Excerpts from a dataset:
◆ ◆ ◆ ◆ ◆ ◆ ◆

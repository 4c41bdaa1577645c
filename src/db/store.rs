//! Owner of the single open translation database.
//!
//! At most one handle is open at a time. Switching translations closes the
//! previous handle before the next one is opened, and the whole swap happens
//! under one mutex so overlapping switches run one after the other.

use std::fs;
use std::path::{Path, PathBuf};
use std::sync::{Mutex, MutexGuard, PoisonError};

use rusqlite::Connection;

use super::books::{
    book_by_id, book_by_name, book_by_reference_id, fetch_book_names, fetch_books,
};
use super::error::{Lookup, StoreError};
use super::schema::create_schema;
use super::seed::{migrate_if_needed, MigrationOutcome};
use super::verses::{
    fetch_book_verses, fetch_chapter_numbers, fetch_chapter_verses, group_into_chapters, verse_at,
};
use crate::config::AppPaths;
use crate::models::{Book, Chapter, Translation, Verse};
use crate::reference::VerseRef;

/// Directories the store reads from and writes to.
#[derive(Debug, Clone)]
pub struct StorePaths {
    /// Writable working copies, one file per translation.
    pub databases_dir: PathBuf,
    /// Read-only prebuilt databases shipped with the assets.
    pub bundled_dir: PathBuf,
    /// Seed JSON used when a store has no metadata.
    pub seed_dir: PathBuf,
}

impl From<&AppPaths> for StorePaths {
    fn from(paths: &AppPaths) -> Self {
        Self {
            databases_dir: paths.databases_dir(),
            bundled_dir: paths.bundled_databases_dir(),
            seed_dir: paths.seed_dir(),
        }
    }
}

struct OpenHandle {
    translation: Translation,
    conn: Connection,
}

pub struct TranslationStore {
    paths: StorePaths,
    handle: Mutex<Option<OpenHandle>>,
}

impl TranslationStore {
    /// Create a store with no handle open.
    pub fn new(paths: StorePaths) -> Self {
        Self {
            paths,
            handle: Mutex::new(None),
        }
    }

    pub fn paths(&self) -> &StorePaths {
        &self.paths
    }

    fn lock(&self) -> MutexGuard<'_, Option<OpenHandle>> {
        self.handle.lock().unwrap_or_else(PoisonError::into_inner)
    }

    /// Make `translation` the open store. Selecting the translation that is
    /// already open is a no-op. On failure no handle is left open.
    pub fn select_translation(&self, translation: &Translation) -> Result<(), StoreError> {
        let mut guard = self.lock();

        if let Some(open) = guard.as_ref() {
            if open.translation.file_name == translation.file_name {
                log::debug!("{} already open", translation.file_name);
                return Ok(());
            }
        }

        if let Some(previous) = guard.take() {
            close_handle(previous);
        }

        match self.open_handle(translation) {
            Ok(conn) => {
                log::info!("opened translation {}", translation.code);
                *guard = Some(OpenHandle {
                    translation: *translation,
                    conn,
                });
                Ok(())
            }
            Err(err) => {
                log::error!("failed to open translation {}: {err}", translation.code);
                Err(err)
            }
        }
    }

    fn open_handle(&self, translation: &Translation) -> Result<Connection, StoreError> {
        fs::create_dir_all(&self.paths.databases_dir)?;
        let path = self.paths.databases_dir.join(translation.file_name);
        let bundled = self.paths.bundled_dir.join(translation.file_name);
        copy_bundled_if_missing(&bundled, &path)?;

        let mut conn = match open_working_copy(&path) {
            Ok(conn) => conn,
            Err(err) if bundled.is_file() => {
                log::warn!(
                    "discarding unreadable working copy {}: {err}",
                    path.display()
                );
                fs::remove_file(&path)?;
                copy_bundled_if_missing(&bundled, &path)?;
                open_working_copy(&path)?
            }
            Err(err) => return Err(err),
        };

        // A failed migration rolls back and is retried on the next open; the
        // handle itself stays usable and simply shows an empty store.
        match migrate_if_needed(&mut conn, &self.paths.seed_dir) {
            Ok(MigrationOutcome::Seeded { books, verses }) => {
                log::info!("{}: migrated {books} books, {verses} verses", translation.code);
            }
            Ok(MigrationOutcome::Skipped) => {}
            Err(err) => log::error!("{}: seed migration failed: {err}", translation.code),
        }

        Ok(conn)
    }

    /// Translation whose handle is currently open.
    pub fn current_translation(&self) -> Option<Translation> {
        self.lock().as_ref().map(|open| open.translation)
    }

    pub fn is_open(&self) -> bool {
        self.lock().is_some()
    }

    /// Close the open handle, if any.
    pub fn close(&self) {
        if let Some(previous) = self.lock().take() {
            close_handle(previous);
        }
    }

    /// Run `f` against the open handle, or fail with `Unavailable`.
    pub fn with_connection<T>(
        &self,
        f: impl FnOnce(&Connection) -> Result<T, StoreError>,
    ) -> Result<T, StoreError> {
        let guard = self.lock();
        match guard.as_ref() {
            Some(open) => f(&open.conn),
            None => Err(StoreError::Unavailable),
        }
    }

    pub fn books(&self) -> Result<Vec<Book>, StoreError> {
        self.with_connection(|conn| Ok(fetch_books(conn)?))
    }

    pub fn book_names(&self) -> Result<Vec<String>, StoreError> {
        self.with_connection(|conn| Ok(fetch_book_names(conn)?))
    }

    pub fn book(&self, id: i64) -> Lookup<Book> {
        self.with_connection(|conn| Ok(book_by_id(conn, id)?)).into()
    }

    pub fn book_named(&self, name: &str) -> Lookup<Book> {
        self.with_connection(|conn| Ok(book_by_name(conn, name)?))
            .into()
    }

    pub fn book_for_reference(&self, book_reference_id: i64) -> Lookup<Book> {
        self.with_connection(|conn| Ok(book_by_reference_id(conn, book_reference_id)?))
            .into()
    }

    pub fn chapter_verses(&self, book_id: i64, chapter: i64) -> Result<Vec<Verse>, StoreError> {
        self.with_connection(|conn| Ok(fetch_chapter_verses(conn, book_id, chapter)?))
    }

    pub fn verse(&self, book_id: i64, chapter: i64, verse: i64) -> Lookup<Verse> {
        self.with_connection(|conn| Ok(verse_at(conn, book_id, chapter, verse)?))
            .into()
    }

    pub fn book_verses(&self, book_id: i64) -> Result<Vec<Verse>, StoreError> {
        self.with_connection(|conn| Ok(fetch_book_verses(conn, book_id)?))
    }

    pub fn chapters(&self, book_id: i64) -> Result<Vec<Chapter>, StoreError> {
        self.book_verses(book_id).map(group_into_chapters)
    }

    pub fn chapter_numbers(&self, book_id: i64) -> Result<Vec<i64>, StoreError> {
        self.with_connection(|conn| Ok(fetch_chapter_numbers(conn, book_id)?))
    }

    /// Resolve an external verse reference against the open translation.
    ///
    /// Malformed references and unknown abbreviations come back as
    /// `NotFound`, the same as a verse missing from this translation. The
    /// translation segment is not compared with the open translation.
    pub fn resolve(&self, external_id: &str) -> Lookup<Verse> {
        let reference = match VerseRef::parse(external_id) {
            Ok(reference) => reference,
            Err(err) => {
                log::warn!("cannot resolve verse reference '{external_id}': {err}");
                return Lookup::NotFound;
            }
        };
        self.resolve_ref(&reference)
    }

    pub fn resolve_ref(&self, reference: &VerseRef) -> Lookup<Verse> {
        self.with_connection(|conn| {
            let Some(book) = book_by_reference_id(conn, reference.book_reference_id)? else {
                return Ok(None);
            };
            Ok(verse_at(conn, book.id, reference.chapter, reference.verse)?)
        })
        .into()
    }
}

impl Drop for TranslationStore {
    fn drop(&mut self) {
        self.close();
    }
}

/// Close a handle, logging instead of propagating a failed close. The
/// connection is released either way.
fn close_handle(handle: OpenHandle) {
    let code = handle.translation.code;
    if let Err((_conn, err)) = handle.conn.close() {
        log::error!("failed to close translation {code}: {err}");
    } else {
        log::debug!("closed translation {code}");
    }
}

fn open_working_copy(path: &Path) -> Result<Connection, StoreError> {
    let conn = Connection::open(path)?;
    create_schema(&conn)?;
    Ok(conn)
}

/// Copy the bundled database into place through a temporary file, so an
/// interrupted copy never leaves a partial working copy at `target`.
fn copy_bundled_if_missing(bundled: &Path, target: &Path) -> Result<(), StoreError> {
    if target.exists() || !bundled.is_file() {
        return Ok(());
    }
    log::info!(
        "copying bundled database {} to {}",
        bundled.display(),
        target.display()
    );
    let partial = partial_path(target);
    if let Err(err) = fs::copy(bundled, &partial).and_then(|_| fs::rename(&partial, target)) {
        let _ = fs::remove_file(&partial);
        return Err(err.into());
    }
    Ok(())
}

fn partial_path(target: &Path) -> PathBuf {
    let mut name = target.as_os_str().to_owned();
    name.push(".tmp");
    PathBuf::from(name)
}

◆ ◆ ◆ ◆ ◆ ◆ ◆

- Work item
Read through the data above. Report each line that has the word "StorePaths".

- Output of the task
pub struct StorePaths {
impl From<&AppPaths> for StorePaths {
    paths: StorePaths,
    pub fn new(paths: StorePaths) -> Self {
    pub fn paths(&self) -> &StorePaths {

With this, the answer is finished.